- _Aim of the exercise_
Reproduce each record exactly, leaving nothing out.

Stored data
☆ ☆ ☆ ☆

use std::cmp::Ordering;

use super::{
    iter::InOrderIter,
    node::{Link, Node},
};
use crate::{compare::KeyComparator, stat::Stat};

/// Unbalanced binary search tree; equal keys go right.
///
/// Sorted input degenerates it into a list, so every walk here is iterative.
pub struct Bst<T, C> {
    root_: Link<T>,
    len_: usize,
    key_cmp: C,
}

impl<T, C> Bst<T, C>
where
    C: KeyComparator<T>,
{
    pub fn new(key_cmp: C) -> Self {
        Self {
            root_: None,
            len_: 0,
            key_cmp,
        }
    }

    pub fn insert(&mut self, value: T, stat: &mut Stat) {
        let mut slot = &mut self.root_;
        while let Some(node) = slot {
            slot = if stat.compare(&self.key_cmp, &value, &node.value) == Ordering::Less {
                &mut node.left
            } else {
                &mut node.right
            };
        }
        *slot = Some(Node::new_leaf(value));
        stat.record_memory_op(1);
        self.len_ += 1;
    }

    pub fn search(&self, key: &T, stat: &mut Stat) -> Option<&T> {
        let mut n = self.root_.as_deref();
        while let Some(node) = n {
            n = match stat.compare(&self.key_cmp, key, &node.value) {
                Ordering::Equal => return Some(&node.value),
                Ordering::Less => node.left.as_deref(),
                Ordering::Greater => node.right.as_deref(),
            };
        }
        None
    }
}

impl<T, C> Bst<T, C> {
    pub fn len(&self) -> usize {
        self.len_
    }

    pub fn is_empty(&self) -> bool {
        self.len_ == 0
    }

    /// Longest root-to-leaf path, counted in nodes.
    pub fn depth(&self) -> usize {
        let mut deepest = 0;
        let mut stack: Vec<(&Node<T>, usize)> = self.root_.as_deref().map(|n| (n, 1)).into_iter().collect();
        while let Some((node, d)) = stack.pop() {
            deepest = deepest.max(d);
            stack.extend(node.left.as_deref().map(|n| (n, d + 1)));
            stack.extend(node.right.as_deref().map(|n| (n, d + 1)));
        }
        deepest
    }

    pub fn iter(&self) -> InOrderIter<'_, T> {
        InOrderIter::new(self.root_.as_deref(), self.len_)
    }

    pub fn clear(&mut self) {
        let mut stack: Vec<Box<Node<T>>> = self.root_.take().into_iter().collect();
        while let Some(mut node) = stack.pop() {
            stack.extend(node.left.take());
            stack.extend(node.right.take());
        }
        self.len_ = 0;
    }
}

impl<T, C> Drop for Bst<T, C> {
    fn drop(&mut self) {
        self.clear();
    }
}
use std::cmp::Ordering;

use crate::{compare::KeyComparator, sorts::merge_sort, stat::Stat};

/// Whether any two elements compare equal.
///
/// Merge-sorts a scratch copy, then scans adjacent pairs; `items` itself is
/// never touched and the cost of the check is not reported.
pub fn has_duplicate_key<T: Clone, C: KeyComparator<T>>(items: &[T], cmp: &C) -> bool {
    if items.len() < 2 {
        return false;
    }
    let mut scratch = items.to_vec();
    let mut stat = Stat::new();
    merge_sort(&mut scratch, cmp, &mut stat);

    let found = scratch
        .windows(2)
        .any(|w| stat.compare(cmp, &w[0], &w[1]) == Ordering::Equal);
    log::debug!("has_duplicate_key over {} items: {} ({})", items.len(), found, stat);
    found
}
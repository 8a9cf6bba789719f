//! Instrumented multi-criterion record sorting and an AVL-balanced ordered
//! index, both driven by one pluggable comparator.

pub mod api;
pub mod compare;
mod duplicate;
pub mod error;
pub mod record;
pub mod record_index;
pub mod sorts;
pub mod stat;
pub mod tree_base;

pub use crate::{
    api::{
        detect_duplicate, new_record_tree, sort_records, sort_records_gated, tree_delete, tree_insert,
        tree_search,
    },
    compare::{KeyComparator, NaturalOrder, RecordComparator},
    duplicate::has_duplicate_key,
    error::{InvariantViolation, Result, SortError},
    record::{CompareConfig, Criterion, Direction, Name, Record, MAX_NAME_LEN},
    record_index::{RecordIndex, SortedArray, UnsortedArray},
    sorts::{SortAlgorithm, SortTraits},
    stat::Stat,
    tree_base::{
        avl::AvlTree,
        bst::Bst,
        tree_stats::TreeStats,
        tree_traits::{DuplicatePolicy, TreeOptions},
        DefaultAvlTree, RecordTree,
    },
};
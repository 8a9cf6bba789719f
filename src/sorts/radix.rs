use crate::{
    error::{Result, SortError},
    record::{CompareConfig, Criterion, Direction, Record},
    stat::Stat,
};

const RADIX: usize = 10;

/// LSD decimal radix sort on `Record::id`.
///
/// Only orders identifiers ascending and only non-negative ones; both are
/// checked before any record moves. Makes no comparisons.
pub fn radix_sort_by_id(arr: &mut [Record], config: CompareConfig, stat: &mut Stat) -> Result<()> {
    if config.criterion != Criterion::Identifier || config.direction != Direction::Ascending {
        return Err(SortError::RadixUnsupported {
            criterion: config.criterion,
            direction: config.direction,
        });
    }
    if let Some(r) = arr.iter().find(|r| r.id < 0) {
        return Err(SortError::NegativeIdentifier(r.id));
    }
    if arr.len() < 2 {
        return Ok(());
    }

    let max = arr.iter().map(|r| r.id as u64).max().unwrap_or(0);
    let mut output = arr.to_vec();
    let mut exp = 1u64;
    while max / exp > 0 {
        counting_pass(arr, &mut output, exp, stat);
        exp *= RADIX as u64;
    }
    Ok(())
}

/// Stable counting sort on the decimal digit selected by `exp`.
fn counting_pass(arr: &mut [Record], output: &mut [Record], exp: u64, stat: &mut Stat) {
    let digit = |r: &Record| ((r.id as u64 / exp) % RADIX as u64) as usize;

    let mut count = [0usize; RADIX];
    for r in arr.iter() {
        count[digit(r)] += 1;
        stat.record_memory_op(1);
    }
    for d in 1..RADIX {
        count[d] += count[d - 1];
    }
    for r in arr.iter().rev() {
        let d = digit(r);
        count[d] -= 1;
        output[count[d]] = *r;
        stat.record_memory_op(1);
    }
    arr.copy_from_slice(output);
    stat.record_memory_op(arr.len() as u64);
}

☆ ☆ ☆ ☆

- _Solution to this exercise_
use std::cmp::Ordering;

use super::{
    iter::InOrderIter,
    node::{Link, Node},
};
use crate::{compare::KeyComparator, stat::Stat};

/// Unbalanced binary search tree; equal keys go right.
///
/// Sorted input degenerates it into a list, so every walk here is iterative.
pub struct Bst<T, C> {
    root_: Link<T>,
    len_: usize,
    key_cmp: C,
}

impl<T, C> Bst<T, C>
where
    C: KeyComparator<T>,
{
    pub fn new(key_cmp: C) -> Self {
        Self {
            root_: None,
            len_: 0,
            key_cmp,
        }
    }

    pub fn insert(&mut self, value: T, stat: &mut Stat) {
        let mut slot = &mut self.root_;
        while let Some(node) = slot {
            slot = if stat.compare(&self.key_cmp, &value, &node.value) == Ordering::Less {
                &mut node.left
            } else {
                &mut node.right
            };
        }
        *slot = Some(Node::new_leaf(value));
        stat.record_memory_op(1);
        self.len_ += 1;
    }

    pub fn search(&self, key: &T, stat: &mut Stat) -> Option<&T> {
        let mut n = self.root_.as_deref();
        while let Some(node) = n {
            n = match stat.compare(&self.key_cmp, key, &node.value) {
                Ordering::Equal => return Some(&node.value),
                Ordering::Less => node.left.as_deref(),
                Ordering::Greater => node.right.as_deref(),
            };
        }
        None
    }
}

impl<T, C> Bst<T, C> {
    pub fn len(&self) -> usize {
        self.len_
    }

    pub fn is_empty(&self) -> bool {
        self.len_ == 0
    }

    /// Longest root-to-leaf path, counted in nodes.
    pub fn depth(&self) -> usize {
        let mut deepest = 0;
        let mut stack: Vec<(&Node<T>, usize)> = self.root_.as_deref().map(|n| (n, 1)).into_iter().collect();
        while let Some((node, d)) = stack.pop() {
            deepest = deepest.max(d);
            stack.extend(node.left.as_deref().map(|n| (n, d + 1)));
            stack.extend(node.right.as_deref().map(|n| (n, d + 1)));
        }
        deepest
    }

    pub fn iter(&self) -> InOrderIter<'_, T> {
        InOrderIter::new(self.root_.as_deref(), self.len_)
    }

    pub fn clear(&mut self) {
        let mut stack: Vec<Box<Node<T>>> = self.root_.take().into_iter().collect();
        while let Some(mut node) = stack.pop() {
            stack.extend(node.left.take());
            stack.extend(node.right.take());
        }
        self.len_ = 0;
    }
}

impl<T, C> Drop for Bst<T, C> {
    fn drop(&mut self) {
        self.clear();
    }
}
use std::cmp::Ordering;

use crate::{compare::KeyComparator, sorts::merge_sort, stat::Stat};

/// Whether any two elements compare equal.
///
/// Merge-sorts a scratch copy, then scans adjacent pairs; `items` itself is
/// never touched and the cost of the check is not reported.
pub fn has_duplicate_key<T: Clone, C: KeyComparator<T>>(items: &[T], cmp: &C) -> bool {
    if items.len() < 2 {
        return false;
    }
    let mut scratch = items.to_vec();
    let mut stat = Stat::new();
    merge_sort(&mut scratch, cmp, &mut stat);

    let found = scratch
        .windows(2)
        .any(|w| stat.compare(cmp, &w[0], &w[1]) == Ordering::Equal);
    log::debug!("has_duplicate_key over {} items: {} ({})", items.len(), found, stat);
    found
}
repository 8a9cf6bba789719f
//! Instrumented multi-criterion record sorting and an AVL-balanced ordered
//! index, both driven by one pluggable comparator.

pub mod api;
pub mod compare;
mod duplicate;
pub mod error;
pub mod record;
pub mod record_index;
pub mod sorts;
pub mod stat;
pub mod tree_base;

pub use crate::{
    api::{
        detect_duplicate, new_record_tree, sort_records, sort_records_gated, tree_delete, tree_insert,
        tree_search,
    },
    compare::{KeyComparator, NaturalOrder, RecordComparator},
    duplicate::has_duplicate_key,
    error::{InvariantViolation, Result, SortError},
    record::{CompareConfig, Criterion, Direction, Name, Record, MAX_NAME_LEN},
    record_index::{RecordIndex, SortedArray, UnsortedArray},
    sorts::{SortAlgorithm, SortTraits},
    stat::Stat,
    tree_base::{
        avl::AvlTree,
        bst::Bst,
        tree_stats::TreeStats,
        tree_traits::{DuplicatePolicy, TreeOptions},
        DefaultAvlTree, RecordTree,
    },
};
repository 8a9cf6bba789719f
filename src/sorts/radix.rs
use crate::{
    error::{Result, SortError},
    record::{CompareConfig, Criterion, Direction, Record},
    stat::Stat,
};

const RADIX: usize = 10;

/// LSD decimal radix sort on `Record::id`.
///
/// Only orders identifiers ascending and only non-negative ones; both are
/// checked before any record moves. Makes no comparisons.
pub fn radix_sort_by_id(arr: &mut [Record], config: CompareConfig, stat: &mut Stat) -> Result<()> {
    if config.criterion != Criterion::Identifier || config.direction != Direction::Ascending {
        return Err(SortError::RadixUnsupported {
            criterion: config.criterion,
            direction: config.direction,
        });
    }
    if let Some(r) = arr.iter().find(|r| r.id < 0) {
        return Err(SortError::NegativeIdentifier(r.id));
    }
    if arr.len() < 2 {
        return Ok(());
    }

    let max = arr.iter().map(|r| r.id as u64).max().unwrap_or(0);
    let mut output = arr.to_vec();
    let mut exp = 1u64;
    while max / exp > 0 {
        counting_pass(arr, &mut output, exp, stat);
        exp *= RADIX as u64;
    }
    Ok(())
}

/// Stable counting sort on the decimal digit selected by `exp`.
fn counting_pass(arr: &mut [Record], output: &mut [Record], exp: u64, stat: &mut Stat) {
    let digit = |r: &Record| ((r.id as u64 / exp) % RADIX as u64) as usize;

    let mut count = [0usize; RADIX];
    for r in arr.iter() {
        count[digit(r)] += 1;
        stat.record_memory_op(1);
    }
    for d in 1..RADIX {
        count[d] += count[d - 1];
    }
    for r in arr.iter().rev() {
        let d = digit(r);
        count[d] -= 1;
        output[count[d]] = *r;
        stat.record_memory_op(1);
    }
    arr.copy_from_slice(output);
    stat.record_memory_op(arr.len() as u64);
}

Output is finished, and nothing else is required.